### TASK OBJECTIVE
For the data below, restate word for word only the lines from the line containing "to parse config" through the line containing "to load theme", both ends included.

### INPUT
*** Block opens ***

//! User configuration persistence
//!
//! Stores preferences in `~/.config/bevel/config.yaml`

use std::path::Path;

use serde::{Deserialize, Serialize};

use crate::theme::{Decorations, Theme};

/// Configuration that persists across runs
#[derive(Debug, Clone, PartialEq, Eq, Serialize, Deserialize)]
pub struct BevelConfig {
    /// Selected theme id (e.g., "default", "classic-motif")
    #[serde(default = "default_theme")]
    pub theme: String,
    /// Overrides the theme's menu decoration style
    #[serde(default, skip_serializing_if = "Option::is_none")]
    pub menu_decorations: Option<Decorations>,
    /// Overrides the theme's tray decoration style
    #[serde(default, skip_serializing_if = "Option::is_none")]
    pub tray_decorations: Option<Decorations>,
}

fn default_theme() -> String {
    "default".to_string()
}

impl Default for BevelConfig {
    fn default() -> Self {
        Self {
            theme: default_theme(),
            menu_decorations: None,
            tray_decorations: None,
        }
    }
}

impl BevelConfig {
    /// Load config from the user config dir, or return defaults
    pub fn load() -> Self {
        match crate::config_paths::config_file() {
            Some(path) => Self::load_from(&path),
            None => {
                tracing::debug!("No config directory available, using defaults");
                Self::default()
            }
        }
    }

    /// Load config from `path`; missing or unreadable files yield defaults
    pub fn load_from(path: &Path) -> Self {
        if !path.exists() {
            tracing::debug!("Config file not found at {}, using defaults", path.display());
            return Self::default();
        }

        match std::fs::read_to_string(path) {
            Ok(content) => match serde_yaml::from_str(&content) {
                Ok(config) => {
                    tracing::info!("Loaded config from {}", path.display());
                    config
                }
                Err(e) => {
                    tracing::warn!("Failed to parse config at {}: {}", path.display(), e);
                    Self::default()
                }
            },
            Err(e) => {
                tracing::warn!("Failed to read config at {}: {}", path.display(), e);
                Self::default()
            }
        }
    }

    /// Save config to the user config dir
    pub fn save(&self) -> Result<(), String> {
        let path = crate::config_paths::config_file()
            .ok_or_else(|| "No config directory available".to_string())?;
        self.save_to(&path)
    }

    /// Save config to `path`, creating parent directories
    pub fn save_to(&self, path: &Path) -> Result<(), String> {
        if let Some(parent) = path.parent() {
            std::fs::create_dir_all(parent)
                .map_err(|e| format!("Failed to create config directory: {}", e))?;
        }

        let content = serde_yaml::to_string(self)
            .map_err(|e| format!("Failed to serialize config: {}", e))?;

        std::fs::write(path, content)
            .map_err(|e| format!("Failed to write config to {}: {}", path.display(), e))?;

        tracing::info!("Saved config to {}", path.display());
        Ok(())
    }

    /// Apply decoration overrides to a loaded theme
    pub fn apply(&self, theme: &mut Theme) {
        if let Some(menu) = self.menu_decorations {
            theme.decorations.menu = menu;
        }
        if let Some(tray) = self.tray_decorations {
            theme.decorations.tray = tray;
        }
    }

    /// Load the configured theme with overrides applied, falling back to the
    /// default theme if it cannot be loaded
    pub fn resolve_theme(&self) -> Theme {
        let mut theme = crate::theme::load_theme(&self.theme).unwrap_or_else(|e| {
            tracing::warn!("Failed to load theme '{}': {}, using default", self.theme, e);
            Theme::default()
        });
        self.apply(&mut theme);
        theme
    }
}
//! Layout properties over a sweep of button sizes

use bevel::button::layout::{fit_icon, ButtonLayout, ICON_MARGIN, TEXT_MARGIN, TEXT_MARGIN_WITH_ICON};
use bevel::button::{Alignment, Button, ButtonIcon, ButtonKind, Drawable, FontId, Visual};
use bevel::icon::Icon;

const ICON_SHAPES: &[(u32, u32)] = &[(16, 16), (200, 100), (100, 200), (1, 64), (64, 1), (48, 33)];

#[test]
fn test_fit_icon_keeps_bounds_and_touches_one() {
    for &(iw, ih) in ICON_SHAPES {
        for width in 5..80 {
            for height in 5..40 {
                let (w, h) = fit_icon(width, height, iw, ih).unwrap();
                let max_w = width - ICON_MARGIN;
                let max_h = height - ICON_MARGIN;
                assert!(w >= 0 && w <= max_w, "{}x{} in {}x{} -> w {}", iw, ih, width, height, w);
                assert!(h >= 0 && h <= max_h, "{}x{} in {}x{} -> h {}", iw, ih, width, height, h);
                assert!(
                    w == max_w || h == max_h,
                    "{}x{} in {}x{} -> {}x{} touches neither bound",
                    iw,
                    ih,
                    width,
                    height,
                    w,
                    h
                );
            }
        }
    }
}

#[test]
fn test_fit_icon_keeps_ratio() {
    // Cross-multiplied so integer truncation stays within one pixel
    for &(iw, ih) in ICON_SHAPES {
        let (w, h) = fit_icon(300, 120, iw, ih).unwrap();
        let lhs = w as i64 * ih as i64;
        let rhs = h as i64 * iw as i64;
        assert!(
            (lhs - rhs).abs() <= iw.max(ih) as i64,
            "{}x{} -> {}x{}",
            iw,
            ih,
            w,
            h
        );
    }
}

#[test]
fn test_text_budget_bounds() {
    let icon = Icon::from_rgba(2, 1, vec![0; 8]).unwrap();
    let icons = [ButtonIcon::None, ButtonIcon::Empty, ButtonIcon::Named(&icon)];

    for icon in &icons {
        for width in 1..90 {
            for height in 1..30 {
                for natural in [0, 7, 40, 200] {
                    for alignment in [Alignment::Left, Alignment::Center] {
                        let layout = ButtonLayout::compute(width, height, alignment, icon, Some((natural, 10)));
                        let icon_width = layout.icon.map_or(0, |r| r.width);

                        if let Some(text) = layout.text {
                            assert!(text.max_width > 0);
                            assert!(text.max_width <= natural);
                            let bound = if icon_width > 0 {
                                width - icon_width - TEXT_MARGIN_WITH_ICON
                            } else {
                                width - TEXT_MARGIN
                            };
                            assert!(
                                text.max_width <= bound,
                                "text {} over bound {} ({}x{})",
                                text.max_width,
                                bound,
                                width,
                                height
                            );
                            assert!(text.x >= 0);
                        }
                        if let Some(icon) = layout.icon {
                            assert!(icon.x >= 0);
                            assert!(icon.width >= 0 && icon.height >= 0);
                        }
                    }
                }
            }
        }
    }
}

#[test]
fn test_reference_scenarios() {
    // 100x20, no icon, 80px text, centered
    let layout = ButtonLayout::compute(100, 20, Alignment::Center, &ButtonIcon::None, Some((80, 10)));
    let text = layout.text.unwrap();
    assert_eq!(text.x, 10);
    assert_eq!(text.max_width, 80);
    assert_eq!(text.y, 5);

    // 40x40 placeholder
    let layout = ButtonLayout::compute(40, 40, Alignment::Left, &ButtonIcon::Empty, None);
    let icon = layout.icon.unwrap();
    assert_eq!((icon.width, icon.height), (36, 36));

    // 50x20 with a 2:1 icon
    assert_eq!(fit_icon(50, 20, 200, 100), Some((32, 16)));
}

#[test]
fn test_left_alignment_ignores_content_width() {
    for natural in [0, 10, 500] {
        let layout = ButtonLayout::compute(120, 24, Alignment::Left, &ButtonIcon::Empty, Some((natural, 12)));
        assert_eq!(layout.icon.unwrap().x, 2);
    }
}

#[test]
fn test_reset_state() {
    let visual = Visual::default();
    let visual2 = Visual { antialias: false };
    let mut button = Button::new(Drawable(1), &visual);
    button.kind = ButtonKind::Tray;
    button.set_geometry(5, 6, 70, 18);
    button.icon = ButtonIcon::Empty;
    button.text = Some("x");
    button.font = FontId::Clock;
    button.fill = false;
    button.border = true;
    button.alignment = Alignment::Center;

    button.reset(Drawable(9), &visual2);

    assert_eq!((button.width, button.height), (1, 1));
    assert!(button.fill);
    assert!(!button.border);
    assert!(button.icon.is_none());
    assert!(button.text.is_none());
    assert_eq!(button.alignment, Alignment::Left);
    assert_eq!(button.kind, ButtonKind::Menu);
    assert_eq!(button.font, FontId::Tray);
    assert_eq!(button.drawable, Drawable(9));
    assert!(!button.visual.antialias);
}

*** Block closes ***
*** Block opens ***

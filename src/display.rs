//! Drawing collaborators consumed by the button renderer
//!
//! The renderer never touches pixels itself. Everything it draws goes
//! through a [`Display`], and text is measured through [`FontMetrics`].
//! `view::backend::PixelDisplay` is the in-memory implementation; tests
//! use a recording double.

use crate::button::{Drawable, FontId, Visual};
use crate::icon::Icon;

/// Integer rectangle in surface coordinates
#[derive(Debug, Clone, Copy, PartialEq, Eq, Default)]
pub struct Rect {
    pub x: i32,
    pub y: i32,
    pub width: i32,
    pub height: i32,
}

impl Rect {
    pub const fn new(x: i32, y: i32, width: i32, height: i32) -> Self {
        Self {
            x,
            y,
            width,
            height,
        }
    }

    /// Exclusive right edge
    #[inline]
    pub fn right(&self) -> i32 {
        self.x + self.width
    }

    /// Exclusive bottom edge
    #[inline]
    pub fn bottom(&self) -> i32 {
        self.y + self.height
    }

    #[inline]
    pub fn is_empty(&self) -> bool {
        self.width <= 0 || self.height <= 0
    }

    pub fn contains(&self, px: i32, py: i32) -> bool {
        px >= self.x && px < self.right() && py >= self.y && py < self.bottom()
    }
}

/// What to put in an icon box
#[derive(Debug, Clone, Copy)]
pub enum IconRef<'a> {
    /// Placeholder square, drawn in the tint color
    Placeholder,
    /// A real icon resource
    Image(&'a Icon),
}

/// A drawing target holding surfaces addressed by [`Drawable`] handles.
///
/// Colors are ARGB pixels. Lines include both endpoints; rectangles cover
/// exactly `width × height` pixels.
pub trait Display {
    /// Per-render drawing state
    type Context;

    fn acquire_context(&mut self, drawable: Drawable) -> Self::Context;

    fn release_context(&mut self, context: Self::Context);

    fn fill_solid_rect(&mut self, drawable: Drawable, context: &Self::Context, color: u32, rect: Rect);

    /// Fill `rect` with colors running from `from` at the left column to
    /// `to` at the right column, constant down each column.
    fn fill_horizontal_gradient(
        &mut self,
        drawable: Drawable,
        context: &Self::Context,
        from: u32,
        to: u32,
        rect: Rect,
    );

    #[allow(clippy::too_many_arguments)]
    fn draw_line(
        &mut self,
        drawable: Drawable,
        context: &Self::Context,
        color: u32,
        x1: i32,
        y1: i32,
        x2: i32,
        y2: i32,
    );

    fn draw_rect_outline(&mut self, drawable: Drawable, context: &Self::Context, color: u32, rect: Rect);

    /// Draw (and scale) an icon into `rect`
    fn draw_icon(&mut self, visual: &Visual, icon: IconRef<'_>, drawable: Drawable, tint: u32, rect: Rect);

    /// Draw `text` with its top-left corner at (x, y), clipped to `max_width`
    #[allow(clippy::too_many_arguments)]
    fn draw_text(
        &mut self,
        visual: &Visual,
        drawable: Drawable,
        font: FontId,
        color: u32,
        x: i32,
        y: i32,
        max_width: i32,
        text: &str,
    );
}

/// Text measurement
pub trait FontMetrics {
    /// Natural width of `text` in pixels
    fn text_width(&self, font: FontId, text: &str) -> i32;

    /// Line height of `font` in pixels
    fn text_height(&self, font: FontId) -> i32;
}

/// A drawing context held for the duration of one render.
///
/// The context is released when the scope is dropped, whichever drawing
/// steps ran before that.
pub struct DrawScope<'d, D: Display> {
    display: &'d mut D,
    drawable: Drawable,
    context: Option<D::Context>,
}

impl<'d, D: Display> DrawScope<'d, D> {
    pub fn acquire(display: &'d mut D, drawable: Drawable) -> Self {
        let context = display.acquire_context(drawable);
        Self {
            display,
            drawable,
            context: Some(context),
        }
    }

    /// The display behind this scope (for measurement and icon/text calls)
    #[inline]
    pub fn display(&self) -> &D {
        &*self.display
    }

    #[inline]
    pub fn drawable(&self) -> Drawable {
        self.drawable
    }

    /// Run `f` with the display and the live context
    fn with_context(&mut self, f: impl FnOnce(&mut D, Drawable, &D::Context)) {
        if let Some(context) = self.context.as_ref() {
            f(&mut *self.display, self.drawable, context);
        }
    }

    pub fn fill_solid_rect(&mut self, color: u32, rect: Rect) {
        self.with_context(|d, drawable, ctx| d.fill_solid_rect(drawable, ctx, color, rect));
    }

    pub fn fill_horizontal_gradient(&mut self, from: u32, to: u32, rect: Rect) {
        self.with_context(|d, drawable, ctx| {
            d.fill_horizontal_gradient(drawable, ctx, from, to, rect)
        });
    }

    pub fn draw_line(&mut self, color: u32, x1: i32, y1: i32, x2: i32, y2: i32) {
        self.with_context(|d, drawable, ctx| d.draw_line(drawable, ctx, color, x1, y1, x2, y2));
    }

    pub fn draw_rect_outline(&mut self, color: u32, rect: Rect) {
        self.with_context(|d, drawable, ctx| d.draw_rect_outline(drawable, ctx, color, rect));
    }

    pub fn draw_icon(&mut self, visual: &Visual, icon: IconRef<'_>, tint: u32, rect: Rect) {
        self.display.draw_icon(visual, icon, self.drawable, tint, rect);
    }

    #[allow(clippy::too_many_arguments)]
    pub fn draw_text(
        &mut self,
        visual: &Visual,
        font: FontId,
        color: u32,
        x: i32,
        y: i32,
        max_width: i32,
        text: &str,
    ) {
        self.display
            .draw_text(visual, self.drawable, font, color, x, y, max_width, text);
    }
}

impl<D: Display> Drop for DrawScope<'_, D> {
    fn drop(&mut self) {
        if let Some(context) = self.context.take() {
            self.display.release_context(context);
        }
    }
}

*** Block closes ***

### RESPONSE TO THIS EXERCISE
                    tracing::warn!("Failed to parse config at {}: {}", path.display(), e);
                    Self::default()
                }
            },
            Err(e) => {
                tracing::warn!("Failed to read config at {}: {}", path.display(), e);
                Self::default()
            }
        }
    }

    /// Save config to the user config dir
    pub fn save(&self) -> Result<(), String> {
        let path = crate::config_paths::config_file()
            .ok_or_else(|| "No config directory available".to_string())?;
        self.save_to(&path)
    }

    /// Save config to `path`, creating parent directories
    pub fn save_to(&self, path: &Path) -> Result<(), String> {
        if let Some(parent) = path.parent() {
            std::fs::create_dir_all(parent)
                .map_err(|e| format!("Failed to create config directory: {}", e))?;
        }

        let content = serde_yaml::to_string(self)
            .map_err(|e| format!("Failed to serialize config: {}", e))?;

        std::fs::write(path, content)
            .map_err(|e| format!("Failed to write config to {}: {}", path.display(), e))?;

        tracing::info!("Saved config to {}", path.display());
        Ok(())
    }

    /// Apply decoration overrides to a loaded theme
    pub fn apply(&self, theme: &mut Theme) {
        if let Some(menu) = self.menu_decorations {
            theme.decorations.menu = menu;
        }
        if let Some(tray) = self.tray_decorations {
            theme.decorations.tray = tray;
        }
    }

    /// Load the configured theme with overrides applied, falling back to the
    /// default theme if it cannot be loaded
    pub fn resolve_theme(&self) -> Theme {
        let mut theme = crate::theme::load_theme(&self.theme).unwrap_or_else(|e| {
            tracing::warn!("Failed to load theme '{}': {}, using default", self.theme, e);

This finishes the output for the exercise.